Well, turns out strategy isn’t needed for the small input, so I would have solved it ‘by accident’ – the actual series of moves is irrelevant, the final configuration is always the same and takes the same number of moves to get to regardless of strategy. Apparently this is a ‘famous theorem’ which probably means there are a few thousand people in the world who know it 😛 With this observation (and one other leap I would have been unlikely to get) the problem becomes quite simple. Simply construct the final answer and from there determine how many moves were required to get to it. Constructing the final answer can be easily done by simply building up the input. Adding each stack one item at a time, it either goes into an empty spot, or it causes the current end stack to split in 2. If you keep a stack of segments, the possible scenarios are, top 2 segments join, top segment splits or top segment splits and the bottom part joins with the one below it. Each operation is therefore O(1), giving an O(n) simulation to get the final position. Now the trick to get the number of moves is to take the sum of squares of the original positions and compare them to the sum of squares of the final positions. What will be found is a difference which when divided by 2 is the number of moves. This can be proven by considering how the sum of squares changes with each move. I suspect that if I had of known the theorem I would have tried to count the number of moves while simulating building up the stack. Each addition adds a number of moves related to the lengths of the splits it causes in a segment. Doubt I would have solved that in a competitive scenario anyway…

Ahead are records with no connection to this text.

//! Interface server implementation.

use std::net::SocketAddr;
use std::sync::Arc;

use axum::{
    Router,
    http::{HeaderValue, Method, header},
};
use tokio::net::TcpListener;
use tower_http::{
    cors::{AllowOrigin, CorsLayer},
    trace::TraceLayer,
};
use tracing::{info, warn};
use voxform_config::ServerConfig;

use crate::http::routes::create_router;
use crate::state::AppState;

/// Interface server configuration.
#[derive(Debug, Clone)]
pub struct InterfaceConfig {
    pub host: String,
    pub port: u16,
    /// Browser origins allowed to call the API with credentials.
    pub cors_origins: Vec<String>,
}

impl InterfaceConfig {
    pub fn new(host: impl Into<String>, port: u16) -> Self {
        Self {
            host: host.into(),
            port,
            cors_origins: Vec::new(),
        }
    }

    pub fn with_cors_origins(mut self, origins: Vec<String>) -> Self {
        self.cors_origins = origins;
        self
    }
}

impl Default for InterfaceConfig {
    fn default() -> Self {
        ServerConfig::default().into()
    }
}

impl From<ServerConfig> for InterfaceConfig {
    fn from(config: ServerConfig) -> Self {
        Self::new(config.host, config.port).with_cors_origins(config.cors_origins)
    }
}

/// The interface server.
pub struct InterfaceServer {
    config: InterfaceConfig,
    state: Arc<AppState>,
}

impl InterfaceServer {
    pub fn new(config: InterfaceConfig, state: Arc<AppState>) -> Self {
        Self { config, state }
    }

    /// Get the server address.
    pub fn addr(&self) -> String {
        format!("{}:{}", self.config.host, self.config.port)
    }

    /// Router with CORS and request tracing applied.
    pub fn app(&self) -> Router {
        create_router(self.state.clone())
            .layer(cors_layer(&self.config.cors_origins))
            .layer(TraceLayer::new_for_http())
    }

    /// Start the server.
    pub async fn run(&self) -> Result<(), Box<dyn std::error::Error>> {
        let app = self.app();

        let addr: SocketAddr = self.addr().parse()?;
        let listener = TcpListener::bind(addr).await?;

        info!("Interface server listening on {}", addr);
        info!("Health check: http://{}/api/health", addr);
        info!("Voice endpoint: http://{}/api/voice-agent", addr);
        if self.state.agent.is_configured() {
            info!("Chat provider configured");
        } else {
            warn!("No chat provider API key; voice requests will fall back to raw transcripts");
        }
        axum::serve(listener, app).await?;

        Ok(())
    }
}

fn cors_layer(origins: &[String]) -> CorsLayer {
    let allowed: Vec<HeaderValue> = origins
        .iter()
        .filter_map(|origin| match HeaderValue::from_str(origin) {
            Ok(value) => Some(value),
            Err(_) => {
                warn!(origin = %origin, "Ignoring invalid CORS origin");
                None
            }
        })
        .collect();

    CorsLayer::new()
        .allow_origin(AllowOrigin::list(allowed))
        .allow_methods([Method::GET, Method::POST, Method::PUT, Method::OPTIONS])
        .allow_headers([header::CONTENT_TYPE])
        .allow_credentials(true)
}

#[cfg(test)]
mod tests {
    use super::*;
    use axum::{
        body::Body,
        http::{Request, StatusCode},
    };
    use tower::ServiceExt;

    #[test]
    fn test_interface_config_default() {
        let config = InterfaceConfig::default();
        assert_eq!(config.host, "127.0.0.1");
        assert_eq!(config.port, 3001);
        assert!(config.cors_origins.contains(&"http://localhost:5173".to_string()));
    }

    #[test]
    fn test_interface_config_new() {
        let config = InterfaceConfig::new("0.0.0.0", 3000);
        assert_eq!(config.host, "0.0.0.0");
        assert_eq!(config.port, 3000);
        assert!(config.cors_origins.is_empty());
    }

    #[test]
    fn test_interface_server_addr_format() {
        let config = InterfaceConfig::new("192.168.1.1", 443);
        let server = InterfaceServer::new(config, Arc::new(AppState::default()));
        assert_eq!(server.addr(), "192.168.1.1:443");
    }

    #[tokio::test]
    async fn test_cors_allows_configured_origin() {
        let server = InterfaceServer::new(InterfaceConfig::default(), Arc::new(AppState::default()));
        let response = server
            .app()
            .oneshot(
                Request::builder()
                    .uri("/api/health")
                    .header("origin", "http://localhost:5173")
                    .body(Body::empty())
                    .unwrap(),
            )
            .await
            .unwrap();

        assert_eq!(response.status(), StatusCode::OK);
        assert_eq!(
            response.headers().get("access-control-allow-origin").unwrap(),
            "http://localhost:5173"
        );
        assert_eq!(
            response.headers().get("access-control-allow-credentials").unwrap(),
            "true"
        );
    }

    #[tokio::test]
    async fn test_cors_rejects_unknown_origin() {
        let server = InterfaceServer::new(InterfaceConfig::default(), Arc::new(AppState::default()));
        let response = server
            .app()
            .oneshot(
                Request::builder()
                    .uri("/api/health")
                    .header("origin", "http://evil.example")
                    .body(Body::empty())
                    .unwrap(),
            )
            .await
            .unwrap();

        assert!(response.headers().get("access-control-allow-origin").is_none());
    }
}
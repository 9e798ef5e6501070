use voxform_core::SessionOptions;

use super::*;

fn load(html: &str) -> FormSession {
    FormSession::load("sheet.html", html, SessionOptions::default()).unwrap()
}

fn cell(row: u32, col: u32, rows: u32, cols: u32, value: CellValue) -> GridCell {
    GridCell {
        row,
        col,
        rows,
        cols,
        value,
    }
}

#[test]
fn test_grid_plain_rows() {
    let doc = Document::parse("<table><tr><th>Item</th><th>Qty</th></tr><tr><td>Bolts</td><td> 12 </td></tr></table>");
    let table = doc.first_by_tag("table").unwrap();
    assert_eq!(
        table_grid(&doc, table),
        vec![
            cell(0, 0, 1, 1, CellValue::Text("Item".into())),
            cell(0, 1, 1, 1, CellValue::Text("Qty".into())),
            cell(1, 0, 1, 1, CellValue::Text("Bolts".into())),
            cell(1, 1, 1, 1, CellValue::Number(12.0)),
        ]
    );
}

#[test]
fn test_grid_spans() {
    let doc = Document::parse(concat!(
        "<table>",
        "<tr><td rowspan=2>A</td><td colspan=2>B</td></tr>",
        "<tr><td>C</td><td>D</td></tr>",
        "</table>",
    ));
    let table = doc.first_by_tag("table").unwrap();
    let grid = table_grid(&doc, table);
    assert_eq!(grid[0], cell(0, 0, 2, 1, CellValue::Text("A".into())));
    assert_eq!(grid[1], cell(0, 1, 1, 2, CellValue::Text("B".into())));
    // Row 1 starts after the slot held by A.
    assert_eq!(grid[2], cell(1, 1, 1, 1, CellValue::Text("C".into())));
    assert_eq!(grid[3], cell(1, 2, 1, 1, CellValue::Text("D".into())));
}

#[test]
fn test_grid_ignores_bad_spans() {
    let doc = Document::parse("<table><tr><td colspan=0>a</td><td rowspan=x>b</td></tr></table>");
    let table = doc.first_by_tag("table").unwrap();
    let grid = table_grid(&doc, table);
    assert!(grid.iter().all(|c| c.rows == 1 && c.cols == 1));
    assert_eq!(grid[1].col, 1);
}

#[test]
fn test_grid_skips_nested_table_rows() {
    let doc = Document::parse(concat!(
        "<table><tr><td>outer",
        "<table><tr><td>inner</td></tr></table>",
        "</td></tr></table>",
    ));
    let tables = doc.elements_by_tag("table");
    let outer = table_grid(&doc, tables[0]);
    assert_eq!(outer.len(), 1);
    assert_eq!(outer[0].value, CellValue::Text("outerinner".into()));

    let inner = table_grid(&doc, tables[1]);
    assert_eq!(inner, vec![cell(0, 0, 1, 1, CellValue::Text("inner".into()))]);
}

#[test]
fn test_cell_value_parsing() {
    assert_eq!(CellValue::from_text("3.5"), CellValue::Number(3.5));
    assert_eq!(CellValue::from_text("-2"), CellValue::Number(-2.0));
    assert_eq!(CellValue::from_text("inf"), CellValue::Text("inf".into()));
    assert_eq!(CellValue::from_text("12 kg"), CellValue::Text("12 kg".into()));
    assert!(CellValue::from_text("   ").is_empty());
}

#[test]
fn test_form_rows_in_document_order() {
    let mut session = load("<div>Company: ___</div><p>Name: ___</p><span>[Phone]</span>");
    let company = session.summary().regions[2].id.clone();
    session.set_text(&company, "  Acme  ").unwrap();

    let rows = form_rows(&session);
    assert_eq!(rows.len(), 3);
    assert_eq!(rows[0], (1, "Acme".to_string()));
    assert_eq!(rows[1], (2, "Name:".to_string()));
    assert_eq!(rows[2], (3, String::new()));
}

#[test]
fn test_export_with_tables_is_a_zip() {
    let session = load("<table><tr><td>Qty</td><td></td></tr></table><table><tr><td>x</td></tr></table>");
    let bytes = export_xlsx(&session).unwrap();
    assert!(bytes.starts_with(b"PK"));
}

#[test]
fn test_export_without_tables_is_a_zip() {
    let session = load("<p>Name: ____</p>");
    let bytes = export_xlsx(&session).unwrap();
    assert!(bytes.starts_with(b"PK"));
    assert!(bytes.len() > 100);
}

#[test]
fn test_grid_colspan_stops_at_row_span() {
    let doc = Document::parse(concat!(
        "<table>",
        "<tr><td>a</td><td rowspan=2>b</td></tr>",
        "<tr><td colspan=3>c</td></tr>",
        "</table>",
    ));
    let table = doc.first_by_tag("table").unwrap();
    let grid = table_grid(&doc, table);
    assert_eq!(grid[1], cell(0, 1, 2, 1, CellValue::Text("b".into())));
    // c is cut short where b hangs down into row 1.
    assert_eq!(grid[2], cell(1, 0, 1, 1, CellValue::Text("c".into())));
}

#[test]
fn test_export_overlapping_spans() {
    let session = load(concat!(
        "<table>",
        "<tr><td>a</td><td rowspan=2>b</td></tr>",
        "<tr><td colspan=3>c</td><td>d</td></tr>",
        "</table>",
    ));
    let bytes = export_xlsx(&session).unwrap();
    assert!(bytes.starts_with(b"PK"));
}

#[test]
fn test_grid_clamps_huge_spans() {
    let doc = Document::parse("<table><tr><td rowspan=65534 colspan=1000>x</td><td>y</td></tr></table>");
    let table = doc.first_by_tag("table").unwrap();
    let grid = table_grid(&doc, table);
    assert_eq!(grid[0], cell(0, 0, 1, 1000, CellValue::Text("x".into())));
    assert_eq!(grid[1], cell(0, 1000, 1, 1, CellValue::Text("y".into())));
}

#[test]
fn test_grid_stops_at_sheet_edge() {
    let wide = "<td colspan=1000></td>".repeat(17);
    let doc = Document::parse(&format!("<table><tr>{wide}<td>past</td></tr></table>"));
    let table = doc.first_by_tag("table").unwrap();
    let grid = table_grid(&doc, table);
    assert_eq!(grid.len(), 17);
    let last = grid.last().unwrap();
    assert_eq!(last.col + last.cols, 16_384);
}

#[test]
fn test_export_huge_spans() {
    let session = load("<table><tr><td rowspan=65534 colspan=1000>x</td></tr><tr><td>y</td></tr></table>");
    let bytes = export_xlsx(&session).unwrap();
    assert!(bytes.starts_with(b"PK"));
}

I’m willing to give myself the small input though, bringing me to 27 points and 158th in my imaginary competition where I hadn’t flunked in the previous round.

Q4) How many ways can you add 1 or more different numbers to give k, subject to a rather complex restriction… The restriction is, if the numbers are written in base B, the dth digit (counting from the right) of each number will be unique across all the numbers. Different orderings of the same numbers all count as the same way.

A4) This question strikes me as pure evil, but interestingly enough slightly more people got out the large input for this than for the previous question… The small input limits B to be binary to decimal and k to be no more than 100. The large input however raises B to being anything up to base 70 and k to be up to 10^18… I think the key to do even just the small input is to realise that we can reorganise the digits freely between numbers, without changing the sum. But even with that it seems a bit tricky, dp over sums s less than k, with the number for the largest digit rearrangement being n, also less than k. Then we need to work out how to multiply the total to get the actual answer. I think we may need to break the dp down into number of sums of n numbers to get to s, since I think the reordering count depends on that. However the fact that 0’s on the front don’t need to be distinct is a problem. At this point I give up and look at the solutions. Its not like I would have had any time left to solve this question in the competition anyway…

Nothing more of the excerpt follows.